WORK REQUIRED ->
Copy every record below exactly as it appears.

☆ ☆ ☆

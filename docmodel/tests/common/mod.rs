#![allow(dead_code)]

use docmodel::{memory::InMemoryStore, prelude::*};

/// `example` collection: `foo` plain, `bar` unique.
pub struct Example;

impl ModelDefinition for Example {
    const NAME: &'static str = "Example";

    fn collection_name() -> &'static str {
        "example"
    }

    fn fields() -> Vec<FieldSpec> {
        vec![FieldSpec::new("foo", false), FieldSpec::new("bar", true)]
    }
}

/// A bound `Example` model and the backend behind it.
pub async fn example_model() -> (Model, InMemoryStore) {
    let backend = InMemoryStore::new();
    let store = StoreHandle::bind(Example::NAME, backend.clone())
        .await
        .unwrap();

    (Model::define::<Example>(store).unwrap(), backend)
}

/// `account` collection: `name` plain, then `email`, `handle` and `phone` unique.
pub struct Account;

impl ModelDefinition for Account {
    const NAME: &'static str = "Account";

    fn collection_name() -> &'static str {
        "account"
    }

    fn fields() -> Vec<FieldSpec> {
        vec![
            FieldSpec::new("name", false),
            FieldSpec::new("email", true),
            FieldSpec::new("handle", true),
            FieldSpec::new("phone", true),
        ]
    }
}

pub async fn account_model() -> (Model, InMemoryStore) {
    let backend = InMemoryStore::new();
    let store = StoreHandle::bind(Account::NAME, backend.clone())
        .await
        .unwrap();

    (Model::define::<Account>(store).unwrap(), backend)
}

☆ ☆ ☆

RESULT ->
filename docmodel/tests/common/mod.rs
#![allow(dead_code)]

use docmodel::{memory::InMemoryStore, prelude::*};

/// `example` collection: `foo` plain, `bar` unique.
pub struct Example;

impl ModelDefinition for Example {
    const NAME: &'static str = "Example";

    fn collection_name() -> &'static str {
        "example"
    }

    fn fields() -> Vec<FieldSpec> {
        vec![FieldSpec::new("foo", false), FieldSpec::new("bar", true)]
    }
}

/// A bound `Example` model and the backend behind it.
pub async fn example_model() -> (Model, InMemoryStore) {
    let backend = InMemoryStore::new();
    let store = StoreHandle::bind(Example::NAME, backend.clone())
        .await
        .unwrap();

    (Model::define::<Example>(store).unwrap(), backend)
}

/// `account` collection: `name` plain, then `email`, `handle` and `phone` unique.
pub struct Account;

impl ModelDefinition for Account {
    const NAME: &'static str = "Account";

    fn collection_name() -> &'static str {
        "account"
    }

    fn fields() -> Vec<FieldSpec> {
        vec![
            FieldSpec::new("name", false),
            FieldSpec::new("email", true),
            FieldSpec::new("handle", true),
            FieldSpec::new("phone", true),
        ]
    }
}

pub async fn account_model() -> (Model, InMemoryStore) {
    let backend = InMemoryStore::new();
    let store = StoreHandle::bind(Account::NAME, backend.clone())
        .await
        .unwrap();

    (Model::define::<Account>(store).unwrap(), backend)
}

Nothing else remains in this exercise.